Project Link: View Project
Author: Victor Njogu
Email: victornjogu24@gmail.com
In this project, I will demonstrate cloud security using AWS Identity and Access Management (IAM). I'm doing this project to learn: 1. Creating EC2 instances 2. IAM policies 3. IAM users and user groups 4. AWS account aliases.
Amazon EC2: launched two virtual servers (production & development), tagged with Env for environment separation. AWS IAM: created a policy, user, group, and account alias to control and test access to those instances. Key concepts I learnt include: Tags: labels used to apply policies to specific resources. IAM policies: JSON rules with Allow/Deny, Actions, and Condition blocks. Users & groups: users = people, groups = permission bundles. Dev vs prod: separate environments to protect live resources. Policy Simulator: test permissions without affecting real resources.
This project took me approximately two hours. The most challenging part was understanding how to use the IAM Policy Simulator. It was most rewarding to see that I was able to set up two EC2 instances and grant different levels of access.
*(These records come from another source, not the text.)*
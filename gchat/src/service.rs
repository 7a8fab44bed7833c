//! Simple and streaming chat over one completion backend, with an optional
//! tool-calling loop.

use std::collections::BTreeMap;
use std::sync::Arc;

use async_stream::stream;
use futures_util::StreamExt;
use gcommon::RequestId;
use gprovider::{
    Message, ModelProvider, ModelRequest, ProviderId, Role, StreamEvent, ToolCall, ToolResult,
};
use gtooling::{ToolExecutionContext, ToolRuntime};
use tokio_util::sync::CancellationToken;

use crate::{ChatError, ChatErrorKind, ChatFrame, ChatPrompts, FrameStream};

pub const DEFAULT_MAX_TOOL_ROUND_TRIPS: usize = 4;

#[derive(Clone)]
pub struct ChatService {
    provider: Arc<dyn ModelProvider>,
    tool_runtime: Option<Arc<dyn ToolRuntime>>,
    prompts: ChatPrompts,
    model: String,
    max_tool_round_trips: usize,
}

pub struct ChatServiceBuilder {
    provider: Arc<dyn ModelProvider>,
    tool_runtime: Option<Arc<dyn ToolRuntime>>,
    prompts: ChatPrompts,
    model: String,
    max_tool_round_trips: usize,
}

impl ChatServiceBuilder {
    fn new(provider: Arc<dyn ModelProvider>) -> Self {
        Self {
            provider,
            tool_runtime: None,
            prompts: ChatPrompts::default(),
            model: String::new(),
            max_tool_round_trips: DEFAULT_MAX_TOOL_ROUND_TRIPS,
        }
    }

    pub fn tool_runtime(mut self, tool_runtime: Arc<dyn ToolRuntime>) -> Self {
        self.tool_runtime = Some(tool_runtime);
        self
    }

    pub fn prompts(mut self, prompts: ChatPrompts) -> Self {
        self.prompts = prompts;
        self
    }

    /// Model name sent with each request; empty means the backend's default.
    pub fn model(mut self, model: impl Into<String>) -> Self {
        self.model = model.into();
        self
    }

    pub fn max_tool_round_trips(mut self, max_tool_round_trips: usize) -> Self {
        self.max_tool_round_trips = max_tool_round_trips;
        self
    }

    pub fn build(self) -> ChatService {
        ChatService {
            provider: self.provider,
            tool_runtime: self.tool_runtime,
            prompts: self.prompts,
            model: self.model,
            max_tool_round_trips: self.max_tool_round_trips,
        }
    }
}

impl ChatService {
    pub fn builder(provider: Arc<dyn ModelProvider>) -> ChatServiceBuilder {
        ChatServiceBuilder::new(provider)
    }

    pub fn provider_id(&self) -> ProviderId {
        self.provider.id()
    }

    pub fn prompts(&self) -> &ChatPrompts {
        &self.prompts
    }

    /// Answers one message, running requested tools until the backend replies
    /// with text or the round-trip limit is reached.
    pub async fn simple_chat(&self, message: impl Into<String>) -> Result<String, ChatError> {
        let request_id = RequestId::next();
        let history = vec![
            Message::system(self.prompts.simple.clone()),
            Message::user(message),
        ];
        let mut request = self.request(history);
        let mut round_trips = 0;

        tracing::info!(
            phase = "chat",
            event = "simple_start",
            request_id = %request_id,
            provider = %self.provider.id()
        );

        loop {
            let response = self.provider.complete(request.clone()).await.map_err(|err| {
                let err = ChatError::from(err);
                log_failure(&request_id, &err);
                err
            })?;

            let calls = response.tool_calls();
            if calls.is_empty() || !self.may_run_tools(round_trips, &request_id) {
                return Ok(response.assistant_text());
            }

            round_trips += 1;
            request = self.run_tools(request, calls, &request_id).await;
        }
    }

    /// Streams the reply to a conversation as frames.
    ///
    /// Only user and assistant messages are forwarded. The stream ends with
    /// [`ChatFrame::Done`], or with a single [`ChatFrame::Error`] on failure.
    /// Once `cancel` fires no further frame is produced; dropping the stream
    /// has the same effect.
    pub fn stream_chat<'a>(
        &'a self,
        messages: Vec<Message>,
        cancel: CancellationToken,
    ) -> FrameStream<'a> {
        let request_id = RequestId::next();
        let mut history = vec![Message::system(self.prompts.chat.clone())];
        history.extend(
            messages
                .into_iter()
                .filter(|message| matches!(message.role, Role::User | Role::Assistant)),
        );
        let mut request = self.request(history);

        tracing::info!(
            phase = "chat",
            event = "stream_start",
            request_id = %request_id,
            provider = %self.provider.id(),
            messages = request.messages.len()
        );

        Box::pin(stream! {
            let mut round_trips = 0;

            loop {
                let opened = tokio::select! {
                    biased;
                    _ = cancel.cancelled() => None,
                    opened = self.provider.stream(request.clone()) => Some(opened),
                };

                let mut events = match opened {
                    None => {
                        log_cancelled(&request_id);
                        return;
                    }
                    Some(Ok(events)) => events,
                    Some(Err(err)) => {
                        if let Some(frame) = failure_frame(&request_id, err.into()) {
                            yield frame;
                        }
                        return;
                    }
                };

                let mut streamed_calls = BTreeMap::<String, ToolCall>::new();
                let mut final_calls = None::<Vec<ToolCall>>;

                loop {
                    let next = tokio::select! {
                        biased;
                        _ = cancel.cancelled() => None,
                        next = events.next() => Some(next),
                    };

                    match next {
                        None => {
                            log_cancelled(&request_id);
                            return;
                        }
                        Some(None) => break,
                        Some(Some(Err(err))) => {
                            if let Some(frame) = failure_frame(&request_id, err.into()) {
                                yield frame;
                            }
                            return;
                        }
                        Some(Some(Ok(StreamEvent::TextDelta(delta)))) => {
                            if !delta.is_empty() {
                                yield ChatFrame::Content(delta);
                            }
                        }
                        Some(Some(Ok(StreamEvent::ToolCallDelta(call)))) => {
                            streamed_calls.insert(call.id.clone(), call);
                        }
                        Some(Some(Ok(StreamEvent::ResponseComplete(response)))) => {
                            final_calls = Some(response.tool_calls());
                        }
                        Some(Some(Ok(StreamEvent::MessageComplete(_)))) => {}
                    }
                }
                drop(events);

                let calls = final_calls.unwrap_or_else(|| streamed_calls.into_values().collect());
                if calls.is_empty() || !self.may_run_tools(round_trips, &request_id) {
                    break;
                }
                round_trips += 1;

                let next_request = tokio::select! {
                    biased;
                    _ = cancel.cancelled() => None,
                    next = self.run_tools(request, calls, &request_id) => Some(next),
                };
                let Some(next_request) = next_request else {
                    log_cancelled(&request_id);
                    return;
                };
                request = next_request;
            }

            if cancel.is_cancelled() {
                log_cancelled(&request_id);
                return;
            }

            tracing::info!(
                phase = "chat",
                event = "stream_complete",
                request_id = %request_id,
                tool_round_trips = round_trips
            );
            yield ChatFrame::Done;
        })
    }

    fn request(&self, history: Vec<Message>) -> ModelRequest {
        let tools = self
            .tool_runtime
            .as_ref()
            .map(|runtime| runtime.definitions())
            .unwrap_or_default();

        ModelRequest::new(self.model.clone(), history).with_tools(tools)
    }

    fn may_run_tools(&self, round_trips: usize, request_id: &RequestId) -> bool {
        if self.tool_runtime.is_none() {
            tracing::warn!(
                phase = "chat",
                event = "tool_calls_ignored",
                request_id = %request_id,
                "backend requested tools but no tool runtime is configured"
            );
            return false;
        }

        if round_trips >= self.max_tool_round_trips {
            tracing::warn!(
                phase = "chat",
                event = "tool_round_limit",
                request_id = %request_id,
                limit = self.max_tool_round_trips
            );
            return false;
        }

        true
    }

    /// Executes `calls` in order and threads each result into the next request.
    /// Failures become inline `Error: ...` results.
    async fn run_tools(
        &self,
        mut request: ModelRequest,
        calls: Vec<ToolCall>,
        request_id: &RequestId,
    ) -> ModelRequest {
        let Some(runtime) = &self.tool_runtime else {
            return request;
        };

        for call in calls {
            let context = ToolExecutionContext::new(request_id.clone());
            let result = match runtime.execute(call.clone(), context).await {
                Ok(result) => result.into_tool_result(),
                Err(err) => {
                    tracing::warn!(
                        phase = "chat",
                        event = "tool_failed_inline",
                        request_id = %request_id,
                        tool_name = call.name,
                        error = %err
                    );
                    ToolResult {
                        tool_call_id: call.id.clone(),
                        output: err.inline_text(),
                    }
                }
            };

            request = request.with_tool_exchange(call, result);
        }

        request
    }
}

fn log_failure(request_id: &RequestId, err: &ChatError) {
    tracing::error!(
        phase = "chat",
        event = "failure",
        request_id = %request_id,
        error_kind = ?err.kind,
        error = %err
    );
}

fn log_cancelled(request_id: &RequestId) {
    tracing::info!(phase = "chat", event = "cancelled", request_id = %request_id);
}

/// The frame reporting `err`, or `None` when the backend itself saw the cancellation.
fn failure_frame(request_id: &RequestId, err: ChatError) -> Option<ChatFrame> {
    if err.kind == ChatErrorKind::Cancelled {
        log_cancelled(request_id);
        return None;
    }

    log_failure(request_id, &err);
    Some(ChatFrame::Error(err.message))
}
In this step, I will two amazon EC2 instances because I want to increase an orgarnizations computing power.
Tags are labels you can attach to AWS resources to use as descriptors.
The tag I’ve used on my EC2 instances is called 1. .env The value I’ve assigned for my instances are 1.Production 2.Development
What I did in this step In this step, I granted an intern access to the development instance but not the production instance, because we do not want the intern to accidentally shut down the platform or push changes while they are just testing things.
IAM policies are rules for who can do what with your AWS resources. They give users, groups, and roles defined permissions specifying what they can and cannot do on certain resources.
For this project, I’ve set up a policy using the JSON.
I created a policy that restricts the intern from accessing the production environment, allowing them to only access the development environment.
The Effect, Action, and Resource attributes of a JSON policy mean: Effect: has two values, Allow and Deny, and indicates whether a policy allows or denies a certain action. Action: a list of actions that the policy allows or denies. Resource: specifies which resources the policy applies to.
In this step, I created an AWS account alias to give the intern an easy way to log in to the AWS Management Console.
An account alias is a friendly name for your AWS account that you can use instead of the account ID to log in
Creating an account alias took me about two minutes. My new AWS console sign-in URL is https://my-company-intern.signin.aws.amazon.com/console.
In this step, I created a dedicated IAM group for all interns and set up a dedicated IAM user for the new intern, so I can manage all permissions from one place and give the intern a way to sign in.
IAM user groups are collections of IAM users. They allow me to control the permissions of multiple users from one place.
I attached the policy I created to this user group, which means all members of this group can access the development EC2 instance but cannot access the production one.
IAM users are individual people who have access to AWS resources.
There are two ways to share sign-in details: sending email sign-in instructions, or downloading the .csv file and sending it to them.
Once I logged in as my IAM user, I noticed the following error: "Access denied to servicecatalog:ListApplications." This was because of the permissions set earlier, restricting the intern from accessing the production EC2 instance.
In this step, I will log in using the interns new credentials because I want to test the interns access to the production and development instance.
I tested my JSON IAM policy by attempting to stop both the development and production instances.
When I tried to stop the production instance, I received a red warning banner stating that I was not authorized to complete the action. This was because the IAM policy restricts the intern from accessing the production environment.
When I tried to stop the development instance, it was successfully stopped. This is because the IAM policy we set up allows the intern access to the development instance.
The IAM Policy Simulator is a tool used to validate and test user permissions without affecting real AWS resources. It is useful for testing permissions in a faster, more efficient way.
I set up a simulation for the DeleteTags and StopInstances actions. Both were initially denied. Once I specified the development instance as the resource, the StopInstances action was allowed — confirming that the policy is working as intended.